Intimacy

Deepak Chopra, India

www.deepakchopra.com

(Originally published by kind permission of Deepak Chopra in 'The Art of Living')

The Latin word intimus, from which we get the word intimacy, means ‘the innermost.’ So intimacy is the experience of allowing our innermost self to be touched by the world, to be moved, to be transformed. Ecstasy is the experience of total intimacy - with God, with nature, with life, with the universe - but above all, with ourselves.

We can only be intimate with others to the extent that we can be intimate with ourselves. We need to be fully present to our own pain, our vulnerability and broken-heartedness, as well as our joy and our wonderful, quivering aliveness. Then, we can be equally intimate with a tree, or a cloud, or another person. When we experience true intimacy with someone, we recognize their sacredness and their beauty. True intimacy naturally inspires respect and reverence.

We experience intimacy with God in two ways: on the one hand, God reveals him or herself to us through the world, which is God’s body. So in this sense, intimacy with God means intimacy with the world. When you stroke your cat, you are stroking God. There’s no separation. On the other hand, God also approaches us from within, as our heart’s longing and as the tiny voice that whispers to the soul.

Mystics like to think of God as their lover.
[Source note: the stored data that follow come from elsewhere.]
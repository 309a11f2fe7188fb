use calloutpad_assist::{
    AssistConfig, AssistError, AssistManager, AssistRequest, AssistResponse, AssistSession,
    AssistState, COMMON_PROMPTS, DEFAULT_FAILURE, HistoryDirection, RequestId, RuleEngine,
    TextTransform, TransportError, ValidationError,
};
use calloutpad_core::{CalloutType, Document, Editor, EditorRequest, Node, Selection};

const ORIGINAL: &str = "I don't think it's cool.";

fn editor_with_selection() -> Editor {
    let mut editor = Editor::from_document(Document::new(vec![
        Node::paragraph(ORIGINAL),
        Node::paragraph("untouched"),
    ]));
    editor.set_selection(Selection::new(1, 25));
    editor
}

fn open_manager(editor: &mut Editor) -> AssistManager<RuleEngine> {
    let mut manager = AssistManager::new(RuleEngine::standard());
    assert!(editor.trigger_assist());
    assert!(manager.process_requests(editor));
    manager
}

struct Failing(&'static str);

impl TextTransform for Failing {
    fn transform(&self, _: &AssistRequest) -> Result<AssistResponse, TransportError> {
        Err(TransportError::new(502, self.0))
    }
}

#[test]
fn whitespace_selection_does_not_open_a_session() {
    let mut manager = AssistManager::new(RuleEngine::standard());

    assert!(!manager.handle_request(EditorRequest::Assist {
        range: 1..3,
        selected_text: "  ".to_string(),
    }));
    assert!(!manager.is_open());
}

#[test]
fn submit_then_apply_replaces_only_the_selection() {
    let mut editor = editor_with_selection();
    let mut manager = open_manager(&mut editor);

    let state = manager.submit("make it formal").unwrap();
    let AssistState::Diff(diff) = state else {
        panic!("expected a diff, got {state:?}");
    };
    assert_eq!(diff.original_text, ORIGINAL);
    assert_eq!(diff.modified_text, "I do not think it is satisfactory.");
    assert!(diff.has_changes());

    manager.apply(&mut editor).unwrap();

    assert_eq!(
        editor.doc().children,
        vec![
            Node::paragraph("I do not think it is satisfactory."),
            Node::paragraph("untouched"),
        ]
    );
    assert_eq!(manager.state(), Some(&AssistState::Feedback));

    assert!(editor.undo());
    assert_eq!(editor.doc().children[0], Node::paragraph(ORIGINAL));

    assert!(manager.settle());
    assert!(!manager.is_open());
}

#[test]
fn apply_over_a_selection_ending_inside_a_callout() {
    let mut editor = Editor::from_document(Document::new(vec![
        Node::paragraph("intro cool"),
        Node::callout(CalloutType::Information, vec![Node::paragraph("inside text")]),
    ]));
    editor.set_selection(Selection::new(3, 17));
    let mut manager = open_manager(&mut editor);
    assert_eq!(manager.session().unwrap().selected_text(), "tro cool ins");

    manager.submit("make it formal").unwrap();
    manager.apply(&mut editor).unwrap();

    assert_eq!(
        editor.doc().children,
        vec![
            Node::paragraph("intro satisfactory ins"),
            Node::callout(CalloutType::Information, vec![Node::paragraph("ide text")]),
        ]
    );
    assert_eq!(manager.state(), Some(&AssistState::Feedback));
}

#[test]
fn apply_is_only_reachable_from_diff() {
    let mut editor = editor_with_selection();
    let mut manager = open_manager(&mut editor);
    let before = editor.doc().clone();

    assert_eq!(
        manager.apply(&mut editor),
        Err(AssistError::WrongState {
            expected: "diff",
            actual: "idle",
        })
    );
    assert_eq!(editor.doc(), &before);
    assert!(!manager.settle());
}

#[test]
fn blank_prompt_is_rejected() {
    let mut editor = editor_with_selection();
    let mut manager = open_manager(&mut editor);

    assert_eq!(
        manager.submit("   ").unwrap_err(),
        AssistError::Validation(ValidationError::MissingPrompt)
    );
    assert_eq!(manager.state(), Some(&AssistState::Idle));
}

#[test]
fn results_for_a_closed_session_are_discarded() {
    let mut editor = editor_with_selection();
    let mut manager = open_manager(&mut editor);
    manager.session_mut().unwrap().set_prompt("make it formal");
    let pending = manager.begin().unwrap();

    manager.close();
    assert!(editor.trigger_assist());
    manager.process_requests(&mut editor);

    let response = RuleEngine::standard().transform(&pending.request).unwrap();
    assert!(!manager.complete(pending.id, Ok(response)));
    assert_eq!(manager.state(), Some(&AssistState::Idle));
}

#[test]
fn session_only_accepts_its_outstanding_request() {
    let mut session = AssistSession::new(7, 1..25, ORIGINAL, &AssistConfig::default());
    let pending = session.select_prompt(COMMON_PROMPTS[1]).unwrap();
    assert_eq!(pending.id, RequestId { session: 7, sequence: 1 });
    assert_eq!(pending.request, AssistRequest::new(ORIGINAL, "Make it more formal"));

    let stale = RequestId {
        session: 7,
        sequence: 0,
    };
    assert!(!session.resolve(stale, Err(TransportError::internal())));
    assert_eq!(session.state(), &AssistState::Loading(pending.id));

    let response = RuleEngine::standard().transform(&pending.request).unwrap();
    assert!(session.resolve(pending.id, Ok(response.clone())));
    assert!(!session.resolve(pending.id, Ok(response)));
    assert!(session.diff().is_some());
}

#[test]
fn transport_failure_shows_error_and_retry_returns_to_idle() {
    let mut editor = editor_with_selection();
    let mut manager = AssistManager::new(Failing("upstream unavailable"));
    assert!(editor.trigger_assist());
    manager.process_requests(&mut editor);

    assert_eq!(
        manager.submit("formal").unwrap(),
        &AssistState::Error("upstream unavailable".to_string())
    );

    manager.session_mut().unwrap().reset().unwrap();
    let session = manager.session().unwrap();
    assert_eq!(session.state(), &AssistState::Idle);
    assert_eq!(session.prompt(), "");
}

#[test]
fn failure_without_message_uses_default_text() {
    let mut manager = AssistManager::new(Failing(""));
    manager.open(1..4, "abc".to_string());

    assert_eq!(
        manager.submit("formal").unwrap(),
        &AssistState::Error(DEFAULT_FAILURE.to_string())
    );
}

#[test]
fn prompt_history_is_bounded_and_navigable() {
    let config = AssistConfig { history_limit: 2 };
    let mut manager = AssistManager::with_config(RuleEngine::standard(), config);
    manager.open(1..4, "abc".to_string());

    for prompt in ["Make it more concise", "Make it more formal", "fix grammar"] {
        manager.submit(prompt).unwrap();
        manager.session_mut().unwrap().reset().unwrap();
    }

    let session = manager.session_mut().unwrap();
    assert_eq!(session.history(), ["fix grammar", "Make it more formal"]);

    assert!(session.navigate_history(HistoryDirection::Older));
    assert_eq!(session.prompt(), "fix grammar");
    session.navigate_history(HistoryDirection::Older);
    session.navigate_history(HistoryDirection::Older);
    assert_eq!(session.prompt(), "Make it more formal");

    session.navigate_history(HistoryDirection::Newer);
    assert_eq!(session.prompt(), "fix grammar");
    session.navigate_history(HistoryDirection::Newer);
    assert_eq!(session.prompt(), "");
}

#[test]
fn feedback_closes_the_session() {
    let mut editor = editor_with_selection();
    let mut manager = open_manager(&mut editor);
    manager.submit("make it formal").unwrap();
    manager.apply(&mut editor).unwrap();

    manager.feedback(true).unwrap();

    assert!(!manager.is_open());
    assert_eq!(manager.feedback(false), Err(AssistError::NoSession));
}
When you imagine God being your lover, you get a sense of how intimate that relationship could be. It’s exciting, it’s erotic, it crackles with electricity. We need to bring that erotic juice back into our spirituality.

All desire is ultimately the desire for happiness, bliss, and ecstasy. All desire is the desire to experience that rapture which the mystics speak of as sacred union, or the divine marriage. However, we all get caught up in some form of illusion. We think a particular man or woman will give us the bliss we seek - or maybe it’s money, or success, or a drug.
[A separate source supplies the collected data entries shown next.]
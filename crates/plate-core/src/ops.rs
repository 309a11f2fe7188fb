use std::ops::Range;

use serde::{Deserialize, Serialize};

use crate::core::{AttrPatch, Node, Selection};

/// Child indices from the document root down to a node. Editing commands
/// take linear positions; they are resolved to paths before ops are built.
pub type Path = Vec<usize>;

/// One reversible change to the block tree.
///
/// Text ops address a text leaf and carry byte offsets into its string.
/// Commands count characters, so drafts convert with `char_to_byte` when
/// they plan text edits; an offset inside a multi-byte character is clamped
/// back to its start when the op is applied.
#[derive(Debug, Clone, PartialEq, Serialize, Deserialize)]
#[serde(tag = "op", rename_all = "snake_case")]
pub enum Op {
    InsertText {
        #[serde(default)]
        path: Path,
        offset: usize,
        text: String,
    },
    RemoveText {
        #[serde(default)]
        path: Path,
        range: Range<usize>,
    },
    /// Inserts a whole subtree, e.g. a callout with its paragraphs.
    InsertNode {
        #[serde(default)]
        path: Path,
        node: Node,
    },
    RemoveNode {
        #[serde(default)]
        path: Path,
    },
    /// Used for callout retyping and list `checked` toggles.
    SetNodeAttrs {
        #[serde(default)]
        path: Path,
        patch: AttrPatch,
    },
}

impl Op {
    pub fn path(&self) -> &[usize] {
        match self {
            Op::InsertText { path, .. }
            | Op::RemoveText { path, .. }
            | Op::InsertNode { path, .. }
            | Op::RemoveNode { path }
            | Op::SetNodeAttrs { path, .. } => path,
        }
    }

    /// Whether the op adds or removes blocks rather than editing in place.
    pub fn is_structural(&self) -> bool {
        matches!(self, Op::InsertNode { .. } | Op::RemoveNode { .. })
    }
}

/// Ops applied together as one undo step. `source` names the command that
/// produced them, e.g. `callout.set` or `assist.apply`.
#[derive(Debug, Clone, Default, PartialEq, Serialize, Deserialize)]
pub struct Transaction {
    #[serde(default)]
    pub ops: Vec<Op>,
    #[serde(default, skip_serializing_if = "Option::is_none")]
    pub selection_after: Option<Selection>,
    #[serde(default, skip_serializing_if = "Option::is_none")]
    pub source: Option<String>,
}

impl Transaction {
    pub fn new(ops: Vec<Op>) -> Self {
        Self {
            ops,
            ..Self::default()
        }
    }

    pub fn is_empty(&self) -> bool {
        self.ops.is_empty()
    }

    pub fn selection_after(mut self, selection_after: Selection) -> Self {
        self.selection_after = Some(selection_after);
        self
    }

    pub fn source(mut self, source: impl Into<String>) -> Self {
        self.source = Some(source.into());
        self
    }

    pub fn structural_ops(&self) -> usize {
        self.ops.iter().filter(|op| op.is_structural()).count()
    }
}

#[cfg(test)]
mod tests {
    use super::*;

    #[test]
    fn ops_read_from_tagged_json() {
        let tx: Transaction = serde_json::from_str(
            r#"{"ops":[{"op":"insert_text","path":[0,0],"offset":1,"text":"é"},{"op":"remove_node"}],"source":"paste"}"#,
        )
        .unwrap();

        assert_eq!(tx.source.as_deref(), Some("paste"));
        assert_eq!(tx.ops[0].path(), &[0, 0]);
        assert!(tx.ops[1].path().is_empty());
        assert_eq!(tx.structural_ops(), 1);
    }
}
use std::ops::Range;

use calloutpad_core::{Editor, EditorRequest};

use crate::config::AssistConfig;
use crate::error::{AssistError, TransportError};
use crate::session::{AssistSession, AssistState, PendingRequest, RequestId};
use crate::wire::{AssistResponse, TextTransform};

/// Owns at most one assist session and the transform it talks to.
pub struct AssistManager<T> {
    transform: T,
    config: AssistConfig,
    session: Option<AssistSession>,
    opened: u64,
}

impl<T: TextTransform> AssistManager<T> {
    pub fn new(transform: T) -> Self {
        Self::with_config(transform, AssistConfig::default())
    }

    pub fn with_config(transform: T, config: AssistConfig) -> Self {
        Self {
            transform,
            config,
            session: None,
            opened: 0,
        }
    }

    pub fn config(&self) -> &AssistConfig {
        &self.config
    }

    pub fn session(&self) -> Option<&AssistSession> {
        self.session.as_ref()
    }

    pub fn session_mut(&mut self) -> Option<&mut AssistSession> {
        self.session.as_mut()
    }

    pub fn is_open(&self) -> bool {
        self.session.is_some()
    }

    /// Opens a session for an assist request. Whitespace-only selections are
    /// ignored.
    pub fn handle_request(&mut self, request: EditorRequest) -> bool {
        match request {
            EditorRequest::Assist {
                range,
                selected_text,
            } => self.open(range, selected_text),
        }
    }

    /// Drains the editor's request queue into this manager.
    pub fn process_requests(&mut self, editor: &mut Editor) -> bool {
        let mut opened = false;
        for request in editor.drain_requests() {
            opened |= self.handle_request(request);
        }
        opened
    }

    pub fn open(&mut self, range: Range<usize>, selected_text: String) -> bool {
        if selected_text.trim().is_empty() {
            tracing::debug!(?range, "no text selected, not opening assist");
            return false;
        }
        if let Some(previous) = &self.session {
            tracing::debug!(session = previous.id(), "replacing open assist session");
        }
        self.opened += 1;
        self.session = Some(AssistSession::new(
            self.opened,
            range,
            selected_text,
            &self.config,
        ));
        true
    }

    /// Drops the session along with any result still in flight.
    pub fn close(&mut self) {
        if let Some(session) = self.session.take() {
            tracing::debug!(session = session.id(), state = session.state().name(), "assist closed");
        }
    }

    /// Starts a transform call for the current prompt without running it.
    pub fn begin(&mut self) -> Result<PendingRequest, AssistError> {
        self.session
            .as_mut()
            .ok_or(AssistError::NoSession)?
            .submit()
    }

    /// Routes a finished transform call to its session. Results for closed
    /// or replaced sessions are dropped.
    pub fn complete(
        &mut self,
        id: RequestId,
        outcome: Result<AssistResponse, TransportError>,
    ) -> bool {
        match self.session.as_mut() {
            Some(session) if session.id() == id.session => session.resolve(id, outcome),
            _ => {
                tracing::debug!(?id, "discarding assist result for a closed session");
                false
            }
        }
    }

    /// Submits `prompt` and runs the transform to completion.
    pub fn submit(&mut self, prompt: &str) -> Result<&AssistState, AssistError> {
        let session = self.session.as_mut().ok_or(AssistError::NoSession)?;
        session.set_prompt(prompt);
        let pending = session.submit()?;
        let outcome = self.transform.transform(&pending.request);
        self.complete(pending.id, outcome);
        self.state().ok_or(AssistError::NoSession)
    }

    pub fn state(&self) -> Option<&AssistState> {
        self.session.as_ref().map(AssistSession::state)
    }

    pub fn apply(&mut self, editor: &mut Editor) -> Result<(), AssistError> {
        self.session
            .as_mut()
            .ok_or(AssistError::NoSession)?
            .apply(editor)
    }

    /// Records feedback on an applied suggestion and closes the session.
    pub fn feedback(&mut self, positive: bool) -> Result<(), AssistError> {
        self.session
            .as_mut()
            .ok_or(AssistError::NoSession)?
            .feedback(positive)?;
        self.close();
        Ok(())
    }

    /// Closes a session that has finished applying. The host calls this once
    /// its feedback window elapses.
    pub fn settle(&mut self) -> bool {
        if self.state() == Some(&AssistState::Feedback) {
            self.close();
            return true;
        }
        false
    }
}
Traditional religion often condemns these types of ‘worldly’ desires. They say, don’t waste your time, go straight to God. I say that our quest for love, or money, or security is not a waste of time. Rather, it’s the way we learn our spiritual lessons. It’s how we acquire wisdom. At the same time, can we understand that through the lover, or the money, we are seeking something else, something otherworldly? We’re after what the Sufis call the Beloved, or the Priceless Pearl.

Consumer society feeds only those desires that can be exploited for financial profit. It invites us to shop till we drop, and every day new credit cards arrive in the mail to egg us on. Meanwhile, the desires of the heart and the soul go unattended. Addictions and eating disorders run rampant. On the one hand we’re raping the planet to satisfy our greed, on the other, we’ve put our hearts on a starvation diet. This is a great tragedy, and unless we begin to honor the desires of the soul, it can only lead to disaster.

The desires of the soul should take precedence over the desires of the ego. When you lie on your deathbed, you won’t care whether you drove an expensive car, or had a prestigious job. What will matter to you is whether you lived your life fully, whether you loved deeply, and whether you did what your soul came here to do.